LONDON (Reuters) - London Stock Exchange Group (LSE.L) has submitted a revised 284 million pounds ($426.4 million) cash offer to buy a majority stake in LCH Clearnet, in a deal aimed at giving the exchange a gateway into the lucrative debt and currency clearing business.
Under the terms of the recommended offer, the LSE said it wants to acquire up to a further 55.5 percent in LCH, which makes money by acting as a middle man in financial trades and guaranteeing to complete deals if one of the parties cannot.
LCH investors who consent to the deal will receive 15 euros per share, an offer that values the firm’s total issued share capital at 633 million euros.
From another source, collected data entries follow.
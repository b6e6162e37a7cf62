//! Session entity - Opaque access tokens issued at sign-in.

use sea_orm::entity::prelude::*;
use serde::{Deserialize, Serialize};

/// Session database model
#[derive(Clone, Debug, PartialEq, Eq, DeriveEntityModel, Serialize, Deserialize)]
#[sea_orm(table_name = "sessions")]
pub struct Model {
    /// URL-safe random access token
    #[sea_orm(primary_key, auto_increment = false)]
    pub token: String,
    /// Profile the session belongs to
    pub user_id: String,
    /// When the session was issued
    pub created_at: DateTimeUtc,
    /// When the session stops being accepted
    pub expires_at: DateTimeUtc,
}

/// `Session` has no relations mapped
#[derive(Copy, Clone, Debug, EnumIter, DeriveRelation)]
pub enum Relation {}

impl ActiveModelBehavior for ActiveModel {}
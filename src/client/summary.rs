//! Balance summaries for the signed-in user.

use super::RoommateApp;
use crate::{
    cache::keys,
    core::{
        balance::{self, Summary},
        room,
    },
    notifications::PushNotifier,
};
use tracing::error;

impl<N: PushNotifier> RoommateApp<N> {
    /// Summary of a room for the signed-in user.
    ///
    /// `None` without a room or a session, and for rooms the user does not belong to.
    /// Falls back to the last cached summary when the backend cannot be reached.
    pub async fn summary(&self, room_id: Option<&str>) -> Option<Summary> {
        let room_id = room_id?;
        let user = self.current_user().await?;

        let computed = match room::is_member(self.db(), room_id, &user.id).await {
            Ok(false) => return None,
            Ok(true) => balance::room_summary(self.db(), Some(room_id), Some(&user.id)).await,
            Err(e) => Err(e),
        };
        match computed {
            Ok(summary) => {
                if let Some(summary) = &summary {
                    self.cache.set(&keys::summary(room_id), summary, false).await;
                }
                summary
            }
            Err(e) => {
                error!("Error calculating summary: {}", e);
                self.cache.get(&keys::summary(room_id)).await
            }
        }
    }
}

#[cfg(test)]
mod tests {
    #![allow(clippy::unwrap_used)]
    #![allow(clippy::float_cmp)]
    use crate::core::transaction::NewTransaction;
    use crate::entities::TransactionKind;
    use crate::errors::Result;
    use crate::test_utils::*;

    #[tokio::test]
    async fn test_summary_without_room_or_user() -> Result<()> {
        let app = setup_test_app().await?;
        assert!(app.summary(None).await.is_none());
        assert!(app.summary(Some("room")).await.is_none());
        Ok(())
    }

    #[tokio::test]
    async fn test_summary_for_both_sides() -> Result<()> {
        let (alice_app, bob_app, room_id) = setup_shared_room().await?;
        let alice = alice_app.current_user().await.unwrap();
        let bob = bob_app.current_user().await.unwrap();

        bob_app
            .add_transaction(
                &room_id,
                NewTransaction {
                    amount: 60.0,
                    kind: TransactionKind::Shared,
                    description: "Pizza".to_string(),
                    target_user_id: alice.id.clone(),
                },
            )
            .await?;

        let bob_view = bob_app.summary(Some(&room_id)).await.unwrap();
        let with_alice = bob_view.balance_with(&alice.id).unwrap();
        assert_eq!(with_alice.owes_you, 30.0);
        assert_eq!(bob_view.totals.net_balance, 30.0);

        let alice_view = alice_app.summary(Some(&room_id)).await.unwrap();
        let with_bob = alice_view.balance_with(&bob.id).unwrap();
        assert_eq!(with_bob.you_owe, 30.0);
        assert_eq!(alice_view.totals.net_balance, -30.0);
        Ok(())
    }

    #[tokio::test]
    async fn test_summary_hidden_from_outsiders() -> Result<()> {
        let (_alice_app, bob_app, room_id) = setup_shared_room().await?;
        let mallory_app = app_sharing(&bob_app);
        sign_up_test_user(&mallory_app, "Mallory").await?;

        assert!(mallory_app.summary(Some(&room_id)).await.is_none());
        assert!(bob_app.summary(Some(&room_id)).await.is_some());
        Ok(())
    }

    #[tokio::test]
    async fn test_summary_falls_back_to_cache() -> Result<()> {
        let (_alice_app, bob_app, room_id) = setup_shared_room().await?;
        let fresh = bob_app.summary(Some(&room_id)).await.unwrap();

        let broken = app_with_broken_backend(&bob_app).await?;
        let cached = broken.summary(Some(&room_id)).await.unwrap();
        assert_eq!(cached, fresh);
        Ok(())
    }
}
//! Room business logic - Creating, joining, listing, leaving and deleting rooms.
//!
//! A room's creator is always added as its first member. Joining happens only through the
//! room's invite code, and `(room, user)` memberships are unique: the check here gives a
//! distinguishable error and the unique index backs it up at the storage level.

use crate::{
    entities::{Profile, Room, RoomMember, Transaction, profile, room, room_member, transaction},
    errors::{Error, Result},
};
use chrono::{DateTime, Utc};
use rand::Rng;
use sea_orm::{Condition, QueryOrder, Set, SqlErr, TransactionTrait, prelude::*};
use serde::{Deserialize, Serialize};
use std::collections::HashMap;
use tracing::{debug, info};
use uuid::Uuid;

/// Number of characters in an invite code.
pub const INVITE_CODE_LEN: usize = 6;

const INVITE_CODE_CHARSET: &[u8] = b"ABCDEFGHIJKLMNOPQRSTUVWXYZ0123456789";
const INVITE_CODE_ATTEMPTS: usize = 8;

/// Display name used when a member has no profile row.
pub const UNKNOWN_USER_NAME: &str = "Unknown User";
/// Display email used when a member has no profile row.
pub const UNKNOWN_USER_EMAIL: &str = "unknown@email.com";

/// A room together with its current member count.
#[derive(Debug, Clone, PartialEq, Eq, Serialize, Deserialize)]
pub struct RoomWithCount {
    /// The room row
    #[serde(flatten)]
    pub room: room::Model,
    /// Number of memberships
    pub member_count: u64,
}

/// A room member joined with the display fields of their profile.
#[derive(Debug, Clone, PartialEq, Eq, Serialize, Deserialize)]
pub struct MemberProfile {
    /// Membership row id
    pub membership_id: String,
    /// Profile id of the member
    pub user_id: String,
    /// Display name, [`UNKNOWN_USER_NAME`] when the profile is missing
    pub name: String,
    /// Email, [`UNKNOWN_USER_EMAIL`] when the profile is missing
    pub email: String,
    /// When the member joined the room
    pub joined_at: DateTime<Utc>,
}

/// Generates a random upper-case alphanumeric invite code.
#[must_use]
pub fn generate_invite_code() -> String {
    let mut rng = rand::rng();
    (0..INVITE_CODE_LEN)
        .map(|_| {
            let idx = rng.random_range(0..INVITE_CODE_CHARSET.len());
            char::from(INVITE_CODE_CHARSET[idx])
        })
        .collect()
}

/// Normalizes user-entered invite codes: surrounding whitespace removed, upper-cased.
#[must_use]
pub fn normalize_invite_code(code: &str) -> String {
    code.trim().to_uppercase()
}

/// Creates a room and adds the creator as its first member.
///
/// The invite code is regenerated if it collides with an existing room. Room and
/// membership are written in one database transaction.
pub async fn create_room(
    db: &DatabaseConnection,
    name: &str,
    description: &str,
    created_by: &str,
) -> Result<room::Model> {
    let name = name.trim();
    if name.is_empty() {
        return Err(Error::MissingField { field: "name" });
    }

    let invite_code = unused_invite_code(db).await?;
    let now = Utc::now();

    let txn = db.begin().await?;

    let room_model = room::ActiveModel {
        id: Set(Uuid::new_v4().to_string()),
        name: Set(name.to_string()),
        description: Set(description.trim().to_string()),
        invite_code: Set(invite_code),
        created_by: Set(created_by.to_string()),
        created_at: Set(now),
    }
    .insert(&txn)
    .await?;

    insert_membership(&txn, &room_model.id, created_by, now).await?;

    txn.commit().await?;

    info!(room_id = %room_model.id, "Created room '{}'", room_model.name);
    Ok(room_model)
}

async fn unused_invite_code(db: &DatabaseConnection) -> Result<String> {
    for _ in 0..INVITE_CODE_ATTEMPTS {
        let code = generate_invite_code();
        if get_room_by_invite_code(db, &code).await?.is_none() {
            return Ok(code);
        }
        debug!("Invite code {} already taken, regenerating", code);
    }
    Err(Error::Config {
        message: "Could not generate a unique invite code".to_string(),
    })
}

async fn insert_membership<C>(
    db: &C,
    room_id: &str,
    user_id: &str,
    joined_at: DateTime<Utc>,
) -> Result<room_member::Model>
where
    C: ConnectionTrait,
{
    room_member::ActiveModel {
        id: Set(Uuid::new_v4().to_string()),
        room_id: Set(room_id.to_string()),
        user_id: Set(user_id.to_string()),
        joined_at: Set(joined_at),
    }
    .insert(db)
    .await
    .map_err(Into::into)
}

/// Adds a membership, reporting a concurrent duplicate as [`Error::AlreadyMember`].
async fn add_member(
    db: &DatabaseConnection,
    room_id: &str,
    user_id: &str,
) -> Result<room_member::Model> {
    match insert_membership(db, room_id, user_id, Utc::now()).await {
        Err(Error::Database(e))
            if matches!(e.sql_err(), Some(SqlErr::UniqueConstraintViolation(_))) =>
        {
            Err(Error::AlreadyMember {
                room_id: room_id.to_string(),
            })
        }
        other => other,
    }
}

/// Finds a room by id.
pub async fn get_room_by_id(db: &DatabaseConnection, room_id: &str) -> Result<Option<room::Model>> {
    Room::find_by_id(room_id.to_string())
        .one(db)
        .await
        .map_err(Into::into)
}

/// Finds a room by its invite code. The code is normalized before lookup.
pub async fn get_room_by_invite_code(
    db: &DatabaseConnection,
    invite_code: &str,
) -> Result<Option<room::Model>> {
    Room::find()
        .filter(room::Column::InviteCode.eq(normalize_invite_code(invite_code)))
        .one(db)
        .await
        .map_err(Into::into)
}

/// Finds the membership row of `user_id` in `room_id`.
pub async fn get_membership<C>(
    db: &C,
    room_id: &str,
    user_id: &str,
) -> Result<Option<room_member::Model>>
where
    C: ConnectionTrait,
{
    RoomMember::find()
        .filter(room_member::Column::RoomId.eq(room_id))
        .filter(room_member::Column::UserId.eq(user_id))
        .one(db)
        .await
        .map_err(Into::into)
}

/// Whether `user_id` belongs to `room_id`.
pub async fn is_member<C>(db: &C, room_id: &str, user_id: &str) -> Result<bool>
where
    C: ConnectionTrait,
{
    Ok(get_membership(db, room_id, user_id).await?.is_some())
}

/// Joins the room identified by `invite_code`.
///
/// Fails with [`Error::InvalidInviteCode`] when no room matches and with
/// [`Error::AlreadyMember`] when the user already belongs to it. No membership row is
/// written in either case.
pub async fn join_room(
    db: &DatabaseConnection,
    invite_code: &str,
    user_id: &str,
) -> Result<room::Model> {
    let code = normalize_invite_code(invite_code);
    if code.is_empty() {
        return Err(Error::MissingField {
            field: "invite_code",
        });
    }

    let room_model = get_room_by_invite_code(db, &code)
        .await?
        .ok_or(Error::InvalidInviteCode { code })?;

    if is_member(db, &room_model.id, user_id).await? {
        return Err(Error::AlreadyMember {
            room_id: room_model.id,
        });
    }

    add_member(db, &room_model.id, user_id).await?;
    info!(room_id = %room_model.id, user_id, "User joined room");
    Ok(room_model)
}

/// Lists rooms the user created or belongs to, newest first, with member counts.
pub async fn get_rooms_for_user(
    db: &DatabaseConnection,
    user_id: &str,
) -> Result<Vec<RoomWithCount>> {
    let room_ids: Vec<String> = RoomMember::find()
        .filter(room_member::Column::UserId.eq(user_id))
        .all(db)
        .await?
        .into_iter()
        .map(|membership| membership.room_id)
        .collect();

    let mut condition = Condition::any().add(room::Column::CreatedBy.eq(user_id));
    if !room_ids.is_empty() {
        condition = condition.add(room::Column::Id.is_in(room_ids));
    }

    let rooms = Room::find()
        .filter(condition)
        .order_by_desc(room::Column::CreatedAt)
        .all(db)
        .await?;

    let mut result = Vec::with_capacity(rooms.len());
    for room_model in rooms {
        let member_count = RoomMember::find()
            .filter(room_member::Column::RoomId.eq(room_model.id.as_str()))
            .count(db)
            .await?;
        result.push(RoomWithCount {
            room: room_model,
            member_count,
        });
    }
    Ok(result)
}

/// Lists members of a room, in join order, with profile display fields.
pub async fn get_room_members(
    db: &DatabaseConnection,
    room_id: &str,
) -> Result<Vec<MemberProfile>> {
    let memberships = RoomMember::find()
        .filter(room_member::Column::RoomId.eq(room_id))
        .order_by_asc(room_member::Column::JoinedAt)
        .all(db)
        .await?;

    let user_ids: Vec<String> = memberships.iter().map(|m| m.user_id.clone()).collect();
    let profiles = get_profiles_by_ids(db, user_ids).await?;

    Ok(memberships
        .into_iter()
        .map(|membership| {
            let profile = profiles.get(&membership.user_id);
            MemberProfile {
                name: profile.map_or_else(|| UNKNOWN_USER_NAME.to_string(), display_name),
                email: profile
                    .map_or_else(|| UNKNOWN_USER_EMAIL.to_string(), |p| p.email.clone()),
                membership_id: membership.id,
                user_id: membership.user_id,
                joined_at: membership.joined_at,
            }
        })
        .collect())
}

/// Loads profiles for the given ids, keyed by id.
pub async fn get_profiles_by_ids(
    db: &DatabaseConnection,
    user_ids: Vec<String>,
) -> Result<HashMap<String, profile::Model>> {
    if user_ids.is_empty() {
        return Ok(HashMap::new());
    }
    Ok(Profile::find()
        .filter(profile::Column::Id.is_in(user_ids))
        .all(db)
        .await?
        .into_iter()
        .map(|p| (p.id.clone(), p))
        .collect())
}

/// Name to show for a profile: `name`, then `full_name`, then the email.
#[must_use]
pub fn display_name(profile: &profile::Model) -> String {
    [&profile.name, &profile.full_name, &profile.email]
        .into_iter()
        .find(|candidate| !candidate.trim().is_empty())
        .map_or_else(|| UNKNOWN_USER_NAME.to_string(), Clone::clone)
}

/// Deletes a room together with its memberships and transactions.
///
/// Only the room's creator may delete it.
pub async fn delete_room(db: &DatabaseConnection, room_id: &str, user_id: &str) -> Result<()> {
    let room_model = get_room_by_id(db, room_id)
        .await?
        .ok_or_else(|| Error::RoomNotFound {
            room_id: room_id.to_string(),
        })?;

    if room_model.created_by != user_id {
        return Err(Error::NotRoomCreator {
            room_id: room_id.to_string(),
        });
    }

    let txn = db.begin().await?;

    let members = RoomMember::delete_many()
        .filter(room_member::Column::RoomId.eq(room_id))
        .exec(&txn)
        .await?;
    let transactions = Transaction::delete_many()
        .filter(transaction::Column::RoomId.eq(room_id))
        .exec(&txn)
        .await?;
    room_model.delete(&txn).await?;

    txn.commit().await?;

    info!(
        room_id,
        members = members.rows_affected,
        transactions = transactions.rows_affected,
        "Deleted room"
    );
    Ok(())
}

/// Removes the user's membership from a room.
///
/// The room and its ledger stay intact, including when the creator leaves.
pub async fn leave_room(db: &DatabaseConnection, room_id: &str, user_id: &str) -> Result<()> {
    let membership = get_membership(db, room_id, user_id)
        .await?
        .ok_or_else(|| Error::NotAMember {
            room_id: room_id.to_string(),
            user_id: user_id.to_string(),
        })?;

    membership.delete(db).await?;
    info!(room_id, user_id, "User left room");
    Ok(())
}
“We will promote greater innovation, choice and competition in the risk management industry, especially in listed derivatives. This ...will build upon the successes we have already had with our existing equity and fixed income trading partnerships, Turquoise and MTS,” LSE Chief Executive Xavier Rolet said in a statement.
LSE will then own up to 57.8 percent of the firm, including its current 2.3 percent stake, leaving other LCH shareholders with at least 42.2 percent.
LCH will subsequently look to raise 320 million euros of fresh capital from its revamped shareholder base in order to meet demands from regulators to hold more capital against its trading activities.
LSE has committed up to 185 million euros to the fundraising, taking its maximum total investment to 536 million euros, including a deferred consideration of up to 23 million euros to be paid in 2017.
Both parties have received non-binding letters of support and indications of intent from core LCH shareholders representing almost 73 percent of the current LCH issued share capital to support the transaction.
NASDAQ (NDAQ.O) has agreed to increase its LCH stake to 5 percent following the capital raise and its Chief Executive Bob Greifeld will join the board thereafter.